[Saved data entries]
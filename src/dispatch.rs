//! One stub generator per binding kind. A stub knows how to pull the real
//! target back out of a [`Slot`] and invoke it; delegates store a pointer to
//! the monomorphized stub and nothing else about the binding.

use std::mem::MaybeUninit;

use crate::{
    sig::{Callable, Method, MethodMut, Signature},
    slot::Slot,
};

/// Reconstitutes a zero-sized callable out of thin air.
///
/// ## Safety
///
/// `F` must be inhabited. Binding paths prove this by taking an owned `F` at
/// bind time; combined with the zero-size and `Copy` checks, reconstructing
/// the value later is a no-op form of copying it.
pub(crate) unsafe fn conjure_zst<F: Copy>() -> F {
    const {
        assert!(
            size_of::<F>() == 0,
            "only zero-sized callables can be reconstituted without storage"
        );
    }

    unsafe { MaybeUninit::<F>::uninit().assume_init() }
}

// === Fixed-shape stubs === //

pub(crate) unsafe fn fn_stub<S: Signature, const N: usize>(
    slot: &Slot<N>,
    args: S::Args,
) -> S::Ret {
    let f = unsafe { S::from_addr(slot.func_addr()) };
    f.apply(args)
}

pub(crate) unsafe fn closure_stub<S, F, const N: usize>(slot: &Slot<N>, args: S::Args) -> S::Ret
where
    S: Signature,
    F: Callable<S> + Copy + 'static,
{
    unsafe { slot.as_inline::<F>() }.invoke(args)
}

pub(crate) unsafe fn stateless_stub<S, F, const N: usize>(_slot: &Slot<N>, args: S::Args) -> S::Ret
where
    S: Signature,
    F: Callable<S> + Copy,
{
    unsafe { conjure_zst::<F>() }.invoke(args)
}

pub(crate) unsafe fn view_stub<S, F, const N: usize>(slot: &Slot<N>, args: S::Args) -> S::Ret
where
    S: Signature,
    F: Callable<S>,
{
    let target = unsafe { &*slot.const_addr().cast::<F>() };
    target.invoke(args)
}

pub(crate) unsafe fn method_ref_stub<S, T, M, const N: usize>(
    slot: &Slot<N>,
    args: S::Args,
) -> S::Ret
where
    S: Signature,
    M: Method<T, S>,
{
    let recv = unsafe { &*slot.const_addr().cast::<T>() };
    unsafe { conjure_zst::<M>() }.invoke_on(recv, args)
}

pub(crate) unsafe fn method_mut_stub<S, T, M, const N: usize>(
    slot: &Slot<N>,
    args: S::Args,
) -> S::Ret
where
    S: Signature,
    M: MethodMut<T, S>,
{
    let recv = unsafe { &mut *slot.mut_addr().cast::<T>() };
    unsafe { conjure_zst::<M>() }.invoke_on_mut(recv, args)
}

// === Erased-argument stubs === //

// Dynamic delegates pass arguments as a pointer to the caller's tuple; the
// signature gate on the call path is what certifies that the tuple the stub
// reads is the tuple the caller wrote.

pub(crate) unsafe fn dyn_fn_stub<S: Signature, const N: usize>(
    slot: &Slot<N>,
    args: *mut (),
) -> S::Ret {
    let args = unsafe { args.cast::<S::Args>().read() };
    unsafe { fn_stub::<S, N>(slot, args) }
}

pub(crate) unsafe fn dyn_closure_stub<S, F, const N: usize>(
    slot: &Slot<N>,
    args: *mut (),
) -> S::Ret
where
    S: Signature,
    F: Callable<S> + Copy + 'static,
{
    let args = unsafe { args.cast::<S::Args>().read() };
    unsafe { closure_stub::<S, F, N>(slot, args) }
}

pub(crate) unsafe fn dyn_stateless_stub<S, F, const N: usize>(
    slot: &Slot<N>,
    args: *mut (),
) -> S::Ret
where
    S: Signature,
    F: Callable<S> + Copy,
{
    let args = unsafe { args.cast::<S::Args>().read() };
    unsafe { stateless_stub::<S, F, N>(slot, args) }
}

pub(crate) unsafe fn dyn_view_stub<S, F, const N: usize>(slot: &Slot<N>, args: *mut ()) -> S::Ret
where
    S: Signature,
    F: Callable<S>,
{
    let args = unsafe { args.cast::<S::Args>().read() };
    unsafe { view_stub::<S, F, N>(slot, args) }
}

pub(crate) unsafe fn dyn_method_ref_stub<S, T, M, const N: usize>(
    slot: &Slot<N>,
    args: *mut (),
) -> S::Ret
where
    S: Signature,
    M: Method<T, S>,
{
    let args = unsafe { args.cast::<S::Args>().read() };
    unsafe { method_ref_stub::<S, T, M, N>(slot, args) }
}

pub(crate) unsafe fn dyn_method_mut_stub<S, T, M, const N: usize>(
    slot: &Slot<N>,
    args: *mut (),
) -> S::Ret
where
    S: Signature,
    M: MethodMut<T, S>,
{
    let args = unsafe { args.cast::<S::Args>().read() };
    unsafe { method_mut_stub::<S, T, M, N>(slot, args) }
}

TASK OBJECTIVE: Give the data again in full, keeping every line as it was.

RESULT OF THIS TASK:
filename src/dispatch.rs
//! One stub generator per binding kind. A stub knows how to pull the real
//! target back out of a [`Slot`] and invoke it; delegates store a pointer to
//! the monomorphized stub and nothing else about the binding.

use std::mem::MaybeUninit;

use crate::{
    sig::{Callable, Method, MethodMut, Signature},
    slot::Slot,
};

/// Reconstitutes a zero-sized callable out of thin air.
///
/// ## Safety
///
/// `F` must be inhabited. Binding paths prove this by taking an owned `F` at
/// bind time; combined with the zero-size and `Copy` checks, reconstructing
/// the value later is a no-op form of copying it.
pub(crate) unsafe fn conjure_zst<F: Copy>() -> F {
    const {
        assert!(
            size_of::<F>() == 0,
            "only zero-sized callables can be reconstituted without storage"
        );
    }

    unsafe { MaybeUninit::<F>::uninit().assume_init() }
}

// === Fixed-shape stubs === //

pub(crate) unsafe fn fn_stub<S: Signature, const N: usize>(
    slot: &Slot<N>,
    args: S::Args,
) -> S::Ret {
    let f = unsafe { S::from_addr(slot.func_addr()) };
    f.apply(args)
}

pub(crate) unsafe fn closure_stub<S, F, const N: usize>(slot: &Slot<N>, args: S::Args) -> S::Ret
where
    S: Signature,
    F: Callable<S> + Copy + 'static,
{
    unsafe { slot.as_inline::<F>() }.invoke(args)
}

pub(crate) unsafe fn stateless_stub<S, F, const N: usize>(_slot: &Slot<N>, args: S::Args) -> S::Ret
where
    S: Signature,
    F: Callable<S> + Copy,
{
    unsafe { conjure_zst::<F>() }.invoke(args)
}

pub(crate) unsafe fn view_stub<S, F, const N: usize>(slot: &Slot<N>, args: S::Args) -> S::Ret
where
    S: Signature,
    F: Callable<S>,
{
    let target = unsafe { &*slot.const_addr().cast::<F>() };
    target.invoke(args)
}

pub(crate) unsafe fn method_ref_stub<S, T, M, const N: usize>(
    slot: &Slot<N>,
    args: S::Args,
) -> S::Ret
where
    S: Signature,
    M: Method<T, S>,
{
    let recv = unsafe { &*slot.const_addr().cast::<T>() };
    unsafe { conjure_zst::<M>() }.invoke_on(recv, args)
}

pub(crate) unsafe fn method_mut_stub<S, T, M, const N: usize>(
    slot: &Slot<N>,
    args: S::Args,
) -> S::Ret
where
    S: Signature,
    M: MethodMut<T, S>,
{
    let recv = unsafe { &mut *slot.mut_addr().cast::<T>() };
    unsafe { conjure_zst::<M>() }.invoke_on_mut(recv, args)
}

// === Erased-argument stubs === //

// Dynamic delegates pass arguments as a pointer to the caller's tuple; the
// signature gate on the call path is what certifies that the tuple the stub
// reads is the tuple the caller wrote.

pub(crate) unsafe fn dyn_fn_stub<S: Signature, const N: usize>(
    slot: &Slot<N>,
    args: *mut (),
) -> S::Ret {
    let args = unsafe { args.cast::<S::Args>().read() };
    unsafe { fn_stub::<S, N>(slot, args) }
}

pub(crate) unsafe fn dyn_closure_stub<S, F, const N: usize>(
    slot: &Slot<N>,
    args: *mut (),
) -> S::Ret
where
    S: Signature,
    F: Callable<S> + Copy + 'static,
{
    let args = unsafe { args.cast::<S::Args>().read() };
    unsafe { closure_stub::<S, F, N>(slot, args) }
}

pub(crate) unsafe fn dyn_stateless_stub<S, F, const N: usize>(
    slot: &Slot<N>,
    args: *mut (),
) -> S::Ret
where
    S: Signature,
    F: Callable<S> + Copy,
{
    let args = unsafe { args.cast::<S::Args>().read() };
    unsafe { stateless_stub::<S, F, N>(slot, args) }
}

pub(crate) unsafe fn dyn_view_stub<S, F, const N: usize>(slot: &Slot<N>, args: *mut ()) -> S::Ret
where
    S: Signature,
    F: Callable<S>,
{
    let args = unsafe { args.cast::<S::Args>().read() };
    unsafe { view_stub::<S, F, N>(slot, args) }
}

pub(crate) unsafe fn dyn_method_ref_stub<S, T, M, const N: usize>(
    slot: &Slot<N>,
    args: *mut (),
) -> S::Ret
where
    S: Signature,
    M: Method<T, S>,
{
    let args = unsafe { args.cast::<S::Args>().read() };
    unsafe { method_ref_stub::<S, T, M, N>(slot, args) }
}

pub(crate) unsafe fn dyn_method_mut_stub<S, T, M, const N: usize>(
    slot: &Slot<N>,
    args: *mut (),
) -> S::Ret
where
    S: Signature,
    M: MethodMut<T, S>,
{
    let args = unsafe { args.cast::<S::Args>().read() };
    unsafe { method_mut_stub::<S, T, M, N>(slot, args) }
}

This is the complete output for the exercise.